01 - 1 lb squash, cut into small cubes (about 2.5 cm)
02 - 6 chicken thighs, bone-in
03 - ¾ cup pecans, whole
04 - 1 lb brussels sprouts, halved with ends removed

→ Maple Dijon Glaze

05 - 1 Tbsp white vinegar made from apples
06 - ¼ tsp black pepper
07 - ½ tsp chopped rosemary, fresh
08 - 2 ½ Tbsp maple syrup (real, not artificial)
09 - ½ tsp thyme, finely minced
10 - ⅓ cup olive oil
11 - 1 clove garlic, mashed
12 - ¾ tsp salt
13 - 1 Tbsp coconut sugar
14 - 1 Tbsp Dijon mustard

# Instructions:

01 - Set your oven to 220°C (425°F) to preheat.
02 - Mix all the glaze ingredients in a medium bowl. Aim for about ⅔ cup when you're done.
03 - Put the squash and brussels sprouts in a ziplock bag. Pour in ¼ cup of the glaze, then shake it well so they're fully covered.
04 - Use parchment paper to line a big baking sheet. Spread the veggies in one layer, giving enough space for the chicken thighs, and place the thighs on the same sheet.
05 - Use ¼ cup of the glaze to brush over the tops of the chicken thighs.

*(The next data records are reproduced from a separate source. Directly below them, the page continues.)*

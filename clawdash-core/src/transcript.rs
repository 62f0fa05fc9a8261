//! Chat transcript state
//!
//! Holds the ordered message log, the single visible approval request and
//! the status line. All mutation goes through the methods here; the
//! renderer only reads.

use crate::events::ChatEvent;
use crate::types::{ApprovalDecision, ApprovalRequest, ChatMessage, HistoryResponse, Role};

/// Transient status shown under the transcript.
#[derive(Debug, Clone, PartialEq, Eq)]
pub struct StatusLine {
    pub text: String,
    /// Spinner semantics: work is still underway
    pub in_progress: bool,
}

/// Chat transcript with approval gate and status line.
#[derive(Debug, Default)]
pub struct Transcript {
    messages: Vec<ChatMessage>,
    approval: Option<ApprovalRequest>,
    status: Option<StatusLine>,
}

impl Transcript {
    pub fn new() -> Self {
        Self::default()
    }

    /// Messages in display order
    pub fn messages(&self) -> &[ChatMessage] {
        &self.messages
    }

    /// The approval request currently shown, if any
    pub fn approval(&self) -> Option<&ApprovalRequest> {
        self.approval.as_ref()
    }

    pub fn status(&self) -> Option<&StatusLine> {
        self.status.as_ref()
    }

    /// Start a user turn from raw input.
    ///
    /// Blank input is rejected and returns `None`. Otherwise the trimmed text
    /// is appended as a user message right away, the status becomes
    /// "Sending...", and the text to send is returned.
    pub fn begin_user_turn(&mut self, input: &str) -> Option<String> {
        let content = input.trim();
        if content.is_empty() {
            return None;
        }
        self.push(Role::User, content);
        self.set_status("Sending...", true);
        Some(content.to_string())
    }

    /// The send request for a user turn failed.
    pub fn user_turn_failed(&mut self, error: &str) {
        self.push(Role::System, format!("Failed to send: {}", error));
        self.clear_status();
    }

    /// Answer the visible approval request.
    ///
    /// The banner is dismissed immediately, whatever happens to the send.
    /// Returns the text to send as an ordinary turn.
    pub fn respond_to_approval(&mut self, decision: ApprovalDecision) -> String {
        self.approval = None;
        decision.as_message().to_string()
    }

    /// The send request for an approval answer failed.
    pub fn approval_failed(&mut self, error: &str) {
        self.push(Role::System, format!("Failed to send approval: {}", error));
    }

    /// Extend the last assistant message, or start one.
    pub fn append_streamed_chunk(&mut self, content: &str) {
        match self.messages.last_mut() {
            Some(last) if last.role == Role::Assistant => {
                last.content.push_str(content);
                last.is_stream_target = true;
            }
            _ => {
                let mut message = ChatMessage::new(Role::Assistant, content);
                message.is_stream_target = true;
                self.messages.push(message);
            }
        }
    }

    /// Append a system-role message.
    pub fn push_system(&mut self, content: impl Into<String>) {
        self.push(Role::System, content);
    }

    /// Apply one chat-channel event.
    pub fn apply(&mut self, event: ChatEvent) {
        match event {
            ChatEvent::Response { content, .. } => {
                self.finish_assistant_turn(content);
                self.clear_status();
                // Any response dismisses the banner, related or not.
                self.approval = None;
            }
            ChatEvent::Thinking { message } => self.set_status(message, true),
            ChatEvent::ToolStarted { name } => {
                self.set_status(format!("Running tool: {}", name), true)
            }
            ChatEvent::ToolCompleted { name, success } => {
                let outcome = if success { "succeeded" } else { "failed" };
                self.set_status(format!("Tool {} {}", name, outcome), false);
            }
            ChatEvent::StreamChunk { content } => {
                self.append_streamed_chunk(&content);
                // Streamed output dismisses the banner too.
                self.approval = None;
            }
            ChatEvent::Status { message } => self.set_status(message, false),
            ChatEvent::ApprovalNeeded {
                request_id,
                tool_name,
                description,
                parameters,
            } => {
                self.approval = Some(ApprovalRequest {
                    request_id,
                    tool_name,
                    description,
                    parameters,
                });
            }
            ChatEvent::Error { message } => self.push(Role::System, format!("Error: {}", message)),
            ChatEvent::Heartbeat => {}
        }
    }

    /// Replace the transcript with the gateway's history of the active thread.
    pub fn load_history(&mut self, history: &HistoryResponse) {
        self.messages.clear();
        for turn in &history.turns {
            self.push(Role::User, turn.user_input.as_str());
            if let Some(response) = turn.response.as_deref().filter(|r| !r.is_empty()) {
                self.push(Role::Assistant, response);
            }
        }
    }

    /// Drop everything: messages, approval and status.
    pub fn reset(&mut self) {
        self.messages.clear();
        self.approval = None;
        self.status = None;
    }

    fn finish_assistant_turn(&mut self, content: String) {
        match self.messages.last_mut() {
            Some(last) if last.role == Role::Assistant && last.is_stream_target => {
                last.content = content;
                last.is_stream_target = false;
            }
            _ => self.push(Role::Assistant, content),
        }
    }

    fn push(&mut self, role: Role, content: impl Into<String>) {
        self.messages.push(ChatMessage::new(role, content));
    }

    fn set_status(&mut self, text: impl Into<String>, in_progress: bool) {
        let text = text.into();
        if text.is_empty() {
            self.status = None;
        } else {
            self.status = Some(StatusLine { text, in_progress });
        }
    }

    fn clear_status(&mut self) {
        self.status = None;
    }
}
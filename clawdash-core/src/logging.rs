//! Diagnostic log for the dashboard itself
//!
//! The terminal belongs to the TUI, so clawdash's own tracing output goes to
//! daily files under `$XDG_STATE_HOME/clawdash/` (`clawdash.<date>.log`).
//! It records push channel connects and drops, dropped stale or malformed
//! updates, and failed gateway requests. Gateway logs streamed over the logs
//! channel are shown in the Logs tab and are never written here.

use crate::config::{Config, LoggingConfig};
use crate::error::Error;
use tracing_appender::rolling::{RollingFileAppender, Rotation};
use tracing_subscriber::{
    fmt::{self, format::FmtSpan},
    layer::SubscriberExt,
    util::SubscriberInitExt,
    EnvFilter,
};

/// Initialize the logging system
///
/// Sets up tracing with:
/// - File output to XDG state directory
/// - Daily rotation, keeping at most `max_files` files
/// - Configurable log level via config or RUST_LOG env var
pub fn init(config: &LoggingConfig) -> crate::error::Result<LoggingGuard> {
    let log_dir = Config::state_dir();

    std::fs::create_dir_all(&log_dir)?;

    let file_appender = RollingFileAppender::builder()
        .rotation(Rotation::DAILY)
        .filename_prefix("clawdash")
        .filename_suffix("log")
        .max_log_files(config.max_files.max(1))
        .build(&log_dir)
        .map_err(|e| Error::Logging(format!("failed to create log appender: {}", e)))?;

    let (non_blocking, guard) = tracing_appender::non_blocking(file_appender);

    let filter =
        EnvFilter::try_from_default_env().unwrap_or_else(|_| EnvFilter::new(&config.level));

    let file_layer = fmt::layer()
        .with_writer(non_blocking)
        .with_ansi(false)
        .with_target(true)
        .with_thread_ids(true)
        .with_file(true)
        .with_line_number(true);

    tracing_subscriber::registry()
        .with(filter)
        .with(file_layer)
        .try_init()
        .map_err(|e| Error::Logging(e.to_string()))?;

    tracing::info!(
        log_dir = %log_dir.display(),
        level = %config.level,
        "Logging initialized"
    );

    Ok(LoggingGuard { _guard: guard })
}

/// Initialize logging for tests (logs to stdout)
pub fn init_test() {
    let _ = tracing_subscriber::fmt()
        .with_env_filter(EnvFilter::from_default_env())
        .with_test_writer()
        .with_span_events(FmtSpan::CLOSE)
        .try_init();
}

/// Guard that keeps the logging system alive
///
/// When dropped, flushes any pending log writes.
pub struct LoggingGuard {
    _guard: tracing_appender::non_blocking::WorkerGuard,
}
use super::*;

use clawdash_core::ChatMessage;
use ratatui::widgets::Wrap;

use crate::message_format::role_label;

/// Spinner frames for the status line.
const SPINNER: [&str; 4] = ["⠋", "⠙", "⠹", "⠸"];

pub(super) fn render_chat(frame: &mut Frame, app: &mut App, area: Rect) {
    let approval_height = if app.dashboard.transcript().approval().is_some() {
        4
    } else {
        0
    };

    // Layout: transcript, approval banner, status line, input
    let chunks = Layout::vertical([
        Constraint::Min(3),                  // Transcript
        Constraint::Length(approval_height), // Approval banner
        Constraint::Length(1),               // Status line
        Constraint::Length(3),               // Input
    ])
    .split(area);

    render_transcript(frame, app, chunks[0]);
    if approval_height > 0 {
        render_approval(frame, app, chunks[1]);
    }
    render_status(frame, app, chunks[2]);
    render_input(frame, app, chunks[3]);
}

fn render_transcript(frame: &mut Frame, app: &mut App, area: Rect) {
    let inner_width = area.width.saturating_sub(2) as usize;
    let inner_height = area.height.saturating_sub(2) as usize;

    let mut lines: Vec<Line> = Vec::new();
    for (idx, msg) in app.dashboard.transcript().messages().iter().enumerate() {
        if idx > 0 {
            lines.push(Line::raw(""));
        }
        lines.extend(format_message(msg, inner_width));
    }

    // Clamp scroll offset
    let max_scroll = lines.len().saturating_sub(inner_height);
    if app.chat_scroll > max_scroll {
        app.chat_scroll = max_scroll;
    }
    let top = scroll_top(lines.len(), inner_height, app.chat_scroll);

    let title = if app.chat_scroll > 0 {
        format!(" Chat (↑{}) ", app.chat_scroll)
    } else {
        " Chat ".to_string()
    };
    let paragraph = Paragraph::new(lines)
        .block(panel(title, BORDER_MESSAGES))
        .scroll((top as u16, 0));
    frame.render_widget(paragraph, area);
}

/// Role header followed by the wrapped content.
fn format_message(msg: &ChatMessage, width: usize) -> Vec<Line<'static>> {
    let (label, style) = role_label(msg.role);
    let mut lines = vec![Line::from(Span::styled(label, style))];

    let mut content = msg.content.clone();
    if msg.is_stream_target {
        content.push('▌');
    }
    let body_style = match msg.role {
        clawdash_core::Role::System => Style::default().fg(Color::DarkGray).italic(),
        _ => Style::default(),
    };
    for row in wrap_text(&content, width.saturating_sub(2)) {
        lines.push(Line::from(vec![
            Span::styled("│ ", Style::default().fg(SEPARATOR_COLOR)),
            Span::styled(row, body_style),
        ]));
    }
    lines
}

fn render_approval(frame: &mut Frame, app: &App, area: Rect) {
    let Some(request) = app.dashboard.transcript().approval() else {
        return;
    };
    let mut lines = vec![Line::from(Span::styled(
        request.summary(),
        Style::default().fg(Color::Yellow).bold(),
    ))];
    if let Some(params) = &request.parameters {
        lines.push(Line::from(Span::styled(
            params.clone(),
            Style::default().fg(Color::Gray),
        )));
    }
    let banner = Paragraph::new(lines)
        .style(Style::default().bg(APPROVAL_BG))
        .wrap(Wrap { trim: true })
        .block(
            Block::default()
                .borders(Borders::TOP | Borders::BOTTOM)
                .border_style(Style::default().fg(Color::Yellow)),
        );
    frame.render_widget(banner, area);
}

fn render_status(frame: &mut Frame, app: &App, area: Rect) {
    let Some(status) = app.dashboard.transcript().status() else {
        return;
    };
    let mut spans = vec![Span::raw(" ")];
    if status.in_progress {
        // Wall clock drives the spinner; the loop redraws at least every 100ms.
        let frame_idx = chrono::Local::now().timestamp_subsec_millis() as usize / 250;
        spans.push(Span::styled(
            format!("{} ", SPINNER[frame_idx % SPINNER.len()]),
            Style::default().fg(Color::Cyan),
        ));
    }
    spans.push(Span::styled(
        status.text.clone(),
        Style::default().fg(Color::DarkGray).italic(),
    ));
    frame.render_widget(Paragraph::new(Line::from(spans)), area);
}

fn render_input(frame: &mut Frame, app: &App, area: Rect) {
    let input = Paragraph::new(Line::from(vec![
        Span::styled("> ", Style::default().fg(Color::Cyan)),
        Span::raw(app.chat_input.clone()),
        Span::styled("█", Style::default().fg(Color::DarkGray)),
    ]))
    .block(
        Block::default()
            .borders(Borders::ALL)
            .border_type(BorderType::Rounded)
            .border_style(Style::default().fg(Color::DarkGray)),
    );
    frame.render_widget(input, area);
}
use super::*;

use clawdash_core::memory::MemoryView;
use ratatui::widgets::{List, ListItem, ListState, Wrap};

use crate::message_format::truncate;

pub(super) fn render_memory(frame: &mut Frame, app: &mut App, area: Rect) {
    // Layout: search bar, then list | viewer
    let rows = Layout::vertical([
        Constraint::Length(3), // Search
        Constraint::Min(3),    // Panels
    ])
    .split(area);
    let panels = Layout::horizontal([Constraint::Percentage(40), Constraint::Percentage(60)])
        .split(rows[1]);

    render_search_bar(frame, app, rows[0]);
    render_list(frame, app, panels[0]);
    render_viewer(frame, app, panels[1]);
}

fn render_search_bar(frame: &mut Frame, app: &App, area: Rect) {
    let memory = app.dashboard.memory();
    let mut spans = vec![Span::styled("/ ", Style::default().fg(Color::Cyan))];
    if memory.query().is_empty() && !app.memory_search_editing {
        spans.push(Span::styled(
            "search memory",
            Style::default().fg(Color::DarkGray).italic(),
        ));
    } else {
        spans.push(Span::raw(memory.query().to_string()));
    }
    if app.memory_search_editing {
        spans.push(Span::styled("█", Style::default().fg(Color::DarkGray)));
    }
    if memory.is_search_pending() {
        spans.push(Span::styled("  …", Style::default().fg(Color::DarkGray)));
    }

    let border = if app.memory_search_editing {
        Color::Yellow
    } else {
        Color::DarkGray
    };
    let bar = Paragraph::new(Line::from(spans)).block(
        Block::default()
            .borders(Borders::ALL)
            .border_type(BorderType::Rounded)
            .border_style(Style::default().fg(border)),
    );
    frame.render_widget(bar, area);
}

fn render_list(frame: &mut Frame, app: &App, area: Rect) {
    let width = area.width.saturating_sub(4) as usize;
    let memory = app.dashboard.memory();

    let (title, items): (String, Vec<ListItem>) = match memory.view() {
        MemoryView::Tree => {
            let rows = memory.tree().rows();
            let items = if rows.is_empty() {
                let text = if memory.tree().is_root_loading() {
                    "Loading..."
                } else {
                    "No files in workspace"
                };
                vec![ListItem::new(Span::styled(
                    text,
                    Style::default().fg(Color::DarkGray),
                ))]
            } else {
                rows.iter()
                    .map(|row| {
                        let indent = "  ".repeat(row.depth);
                        let (icon, style) = match (row.is_dir, row.expanded) {
                            (true, true) => ("▾ ", Style::default().fg(Color::Cyan)),
                            (true, false) => ("▸ ", Style::default().fg(Color::Cyan)),
                            (false, _) => ("  ", Style::default()),
                        };
                        let mut spans = vec![
                            Span::raw(indent),
                            Span::styled(icon, style),
                            Span::styled(row.name.clone(), style),
                        ];
                        if row.loading {
                            spans.push(Span::styled(" …", Style::default().fg(Color::DarkGray)));
                        }
                        ListItem::new(Line::from(spans))
                    })
                    .collect()
            };
            (" Workspace ".to_string(), items)
        }
        MemoryView::Searching { query } => (
            format!(" Searching \"{}\" ", query),
            vec![ListItem::new(Span::styled(
                "Searching...",
                Style::default().fg(Color::DarkGray),
            ))],
        ),
        MemoryView::Failed { query, error } => (
            format!(" Search \"{}\" ", query),
            vec![ListItem::new(Span::styled(
                format!("Search failed: {}", error),
                Style::default().fg(Color::Red),
            ))],
        ),
        MemoryView::Results { query, results } => {
            let items = if results.is_empty() {
                vec![ListItem::new(Span::styled(
                    "No results",
                    Style::default().fg(Color::DarkGray),
                ))]
            } else {
                results
                    .iter()
                    .map(|result| {
                        ListItem::new(vec![
                            Line::from(Span::styled(
                                result.path.clone(),
                                Style::default().fg(Color::Cyan).bold(),
                            )),
                            Line::from(Span::styled(
                                truncate(&result.snippet.replace('\n', " "), width),
                                Style::default().fg(Color::DarkGray),
                            )),
                        ])
                    })
                    .collect()
            };
            (
                format!(" {} results for \"{}\" ", results.len(), query),
                items,
            )
        }
    };

    let list = List::new(items)
        .block(panel(title, BORDER_MEMORY))
        .highlight_style(
            Style::default()
                .add_modifier(Modifier::REVERSED)
                .fg(Color::Cyan),
        )
        .highlight_symbol("▶ ");

    let mut state = ListState::default();
    if !app.memory_targets().is_empty() {
        state.select(Some(app.memory_selected));
    }
    frame.render_stateful_widget(list, area, &mut state);
}

fn render_viewer(frame: &mut Frame, app: &mut App, area: Rect) {
    let Some(file) = app.dashboard.memory().file().cloned() else {
        let hint = Paragraph::new(Span::styled(
            "Select a file to view it",
            Style::default().fg(Color::DarkGray).italic(),
        ))
        .block(panel(" Viewer ".to_string(), BORDER_MEMORY));
        frame.render_widget(hint, area);
        return;
    };

    let mut crumbs = Vec::new();
    for (idx, crumb) in file.breadcrumb().into_iter().enumerate() {
        if idx > 0 {
            crumbs.push(Span::styled(" / ", Style::default().fg(SEPARATOR_COLOR)));
        }
        crumbs.push(Span::styled(crumb.label, Style::default().fg(LABEL_COLOR)));
    }

    let mut lines = vec![Line::from(crumbs), Line::raw("")];
    lines.extend(file.body().lines().map(|line| Line::raw(line.to_string())));

    let max_scroll = lines.len().saturating_sub(1) as u16;
    if app.viewer_scroll > max_scroll {
        app.viewer_scroll = max_scroll;
    }

    let viewer = Paragraph::new(lines)
        .block(panel(format!(" {} ", file.path), BORDER_MEMORY))
        .wrap(Wrap { trim: false })
        .scroll((app.viewer_scroll, 0));
    frame.render_widget(viewer, area);
}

Keep the last 2-3 tablespoons for later.
06 - Bake the thighs and veggies together in the oven for 30 minutes.
07 - Take the tray out, sprinkle the pecans across the veggies, and brush the last of the glaze over the chicken.
08 - Switch to broil on high for about 5-6 minutes, or until the chicken is crispy the way you like it.
09 - Serve the chicken and veggies, adding a sprinkle of fresh rosemary and thyme on top if you'd like.

# Notes:

01 - The broiler brings out a golden, crisp skin on the chicken.
02 - Cutting the veggies into similar-sized pieces helps them cook evenly.